Installation guide on a single server
Global requirements
Architecture overview
DataAdmin API and UI: mainly for Data owners/administrators who will manage datasets and users’ access
Private Learning Gateway API: for Data scientists and analysts who will remotely run analyses on the sensitive data (without direct access)
Nginx as a proxy
Requirements
Sarus does not require a specific OS as it uses Docker, but needs the following softwares installed:
docker version 19.03.8 or higher
docker-compose version 1.27.x or higher. Note that many linux distro are coming with lower version
To install the software, you need at least 10GB of disk space.
Resources recommendations
To install and run Sarus mainly on numeric data, we suggest:
GCP: c2-standard-4 instance (approx. $0.2/h)
AWS: c5.2xlarge (approx. $0.4/h), or m5.xlarge (approx. $0.2/h), with a 100GB attached SSD. And an AMI with a clean Ubuntu 20.04 OS.
Securing Sarus (forcing https)
This will force users to query Sarus with https instead of http, which means the communication between the user (from the Admin UI or from the SDK) and Sarus will be encrypted.

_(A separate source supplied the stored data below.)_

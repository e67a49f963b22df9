//! Experience thresholds per character level.

use crate::model::MAX_LEVEL;

/// Minimum experience for each level; index is the level, index 0 unused.
#[rustfmt::skip]
pub const LEVEL_THRESHOLDS: [u64; 100] = [
    0, 0, 500, 1500, 3750, 7875, 14175, 22680, 32886, 44396,
    57715, 72144, 90180, 112725, 140906, 176132, 220165, 275207, 344008, 430010,
    537513, 671891, 839864, 1049830, 1312287, 1640359, 2050449, 2563061, 3203826, 3902260,
    4663553, 5493363, 6397885, 7383752, 8458379, 9629723, 10906488, 12298162, 13815086, 15468534,
    17270791, 19235252, 21376515, 23710491, 26254525, 29027522, 32050088, 35344686, 38935798, 42850109,
    47116709, 51767302, 56836449, 62361819, 68384473, 74949165, 82104680, 89904191, 98405658, 107672256,
    117772849, 128782495, 140783010, 153863570, 168121381, 183662396, 200602101, 219066380, 239192444, 261129853,
    285041630, 311105466, 339515048, 370481492, 404234916, 441026148, 481128591, 524840254, 572485967, 624419793,
    681027665, 742730244, 809986056, 883294891, 963201521, 1050299747, 1145236814, 1248718217, 1361512946, 1484459201,
    1618470619, 1764543065, 1923762030, 2097310703, 2286478756, 2492671933, 2717422497, 2962400612, 3229426756, 3520485254,
];

/// Progress towards the next level as a display string.
///
/// Level 99 reads "100"; otherwise one decimal place.
pub fn level_percentage(level: u8, experience: u64) -> String {
    if level >= MAX_LEVEL || level == 0 {
        return "100".to_string();
    }
    let current = LEVEL_THRESHOLDS[level as usize];
    let next = LEVEL_THRESHOLDS[level as usize + 1];
    let span = next.saturating_sub(current);
    if span == 0 {
        return "0.0".to_string();
    }
    let earned = experience.saturating_sub(current);
    format!("{:.1}", earned as f64 * 100.0 / span as f64)
}

/// Highest level whose threshold does not exceed `experience`.
pub fn level_for_experience(experience: u64) -> u8 {
    let mut level = 1u8;
    for (candidate, threshold) in LEVEL_THRESHOLDS.iter().enumerate().skip(2) {
        if experience < *threshold {
            break;
        }
        level = candidate as u8;
    }
    level
}

#[cfg(test)]
mod tests {
    use super::*;

    #[test]
    fn percentage_uses_one_decimal() {
        assert_eq!(level_percentage(1, 250), "50.0");
        assert_eq!(level_percentage(2, 500), "0.0");
        assert_eq!(level_percentage(16, 220165 + 5504), "10.0");
    }

    #[test]
    fn max_level_reads_one_hundred() {
        assert_eq!(level_percentage(99, 3520485254), "100");
    }

    #[test]
    fn level_walk_over_thresholds() {
        assert_eq!(level_for_experience(0), 1);
        assert_eq!(level_for_experience(499), 1);
        assert_eq!(level_for_experience(500), 2);
        assert_eq!(level_for_experience(1500), 3);
        assert_eq!(level_for_experience(u64::MAX), 99);
    }
}
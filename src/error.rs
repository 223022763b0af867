//! Error taxonomy shared by the ingestors.
//!
//! Every variant is fatal for the file being processed. The orchestrator
//! catches it at the file boundary, logs it with the file name and moves on.

use std::path::PathBuf;

use thiserror::Error;

#[derive(Debug, Error)]
pub enum IngestError {
    /// A required reference row or mapping is absent
    #[error("{kind} '{name}' not found in database")]
    Lookup { kind: &'static str, name: String },

    #[error("field '{field}' has both Enumerate and NonEnumerate definitions")]
    ExclusiveRepresentation { field: String },

    #[error("'{value}' is not a valid binary string")]
    InvalidBinary { value: String },

    #[error("invalid {what}: '{value}'")]
    InvalidValue { what: &'static str, value: String },

    #[error("<{element}> is missing attribute '{attribute}'")]
    MissingAttribute {
        element: String,
        attribute: &'static str,
    },

    #[error("referential integrity check reported {violations} violation(s)")]
    Integrity { violations: u64 },

    #[error("line {line}: {message}")]
    Malformed { line: usize, message: String },

    #[error("malformed document: {0}")]
    InvalidDocument(String),

    #[error("failed to read {path:?}: {source}")]
    Io {
        path: PathBuf,
        #[source]
        source: std::io::Error,
    },

    #[error("XML error: {0}")]
    Xml(#[from] quick_xml::Error),

    #[error("database error: {0}")]
    Database(#[from] rusqlite::Error),
}

impl IngestError {
    pub fn lookup(kind: &'static str, name: impl Into<String>) -> Self {
        IngestError::Lookup {
            kind,
            name: name.into(),
        }
    }

    pub fn invalid(what: &'static str, value: impl Into<String>) -> Self {
        IngestError::InvalidValue {
            what,
            value: value.into(),
        }
    }

    /// Coarse category used in log lines
    pub fn category(&self) -> &'static str {
        match self {
            IngestError::Lookup { .. } => "lookup",
            IngestError::ExclusiveRepresentation { .. }
            | IngestError::InvalidBinary { .. }
            | IngestError::InvalidValue { .. }
            | IngestError::MissingAttribute { .. }
            | IngestError::Integrity { .. } => "validation",
            IngestError::Io { .. } => "io",
            IngestError::Malformed { .. }
            | IngestError::InvalidDocument(_)
            | IngestError::Xml(_) => "parse",
            IngestError::Database(_) => "database",
        }
    }
}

prepare a VM to install Sarus and make sure it will be accessible by its hostname over the network (your DNS has to be configured)
generate a SSL certificate tied to this hostname
copy this SSL certificate onto the VM (certificate chain and key)
install Sarus and configure the .env file with the path to the SSL certificate (see instruction below)
check that encryption is enforced by trying to connect to the Sarus UI with http: you should be redirected to https.
Installation steps on a single server with Docker compose
You should have received an installer zip file with a secret token from your Sarus representative.
1. Install docker and docker-compose
sudo curl -L "https://github.com/docker/compose/releases/download/1.27.4/docker-compose-$(uname -s)-$(uname -m)" -o /usr/local/bin/docker-compose
sudo chmod +x /usr/local/bin/docker-compose
2. Unzip the provided installer zip file
3. Create a .env file from the env.template
4. Configure the .env file
GCLOUD_KEY_FILE_PATH indicating the path on the host machine to the google cloud credentials file to use
FS_PATH set it to the path of the gcs bucket/directory you want to use as storage backend. Should start with gs:// (something like gs://store-datasets-264717/my_dir)
If you want to reach the UI from outside the server, don’t forget to set the NGINX_HOST variable (either with the hostname or its IP).
5. Launch the installer installer.sh
It will ask you for a password, please enter the one provided by Sarus, and it will pull the Docker images. It then launches containers and the app is then available on port 80.
6. If you want to shutdown or restart Sarus
Network configuration
If you have provided SSL certificates using the SSL_DIR_PATH variable in the .env file:
Private learning gateway is on port 5000 with https enabled
DataAdmin api and UI are on port 443 with https enabled (+ redirect from 80)
Else:
Private learning gateway is on port 5000 without https
DataAdmin api and UI are on port 80 without https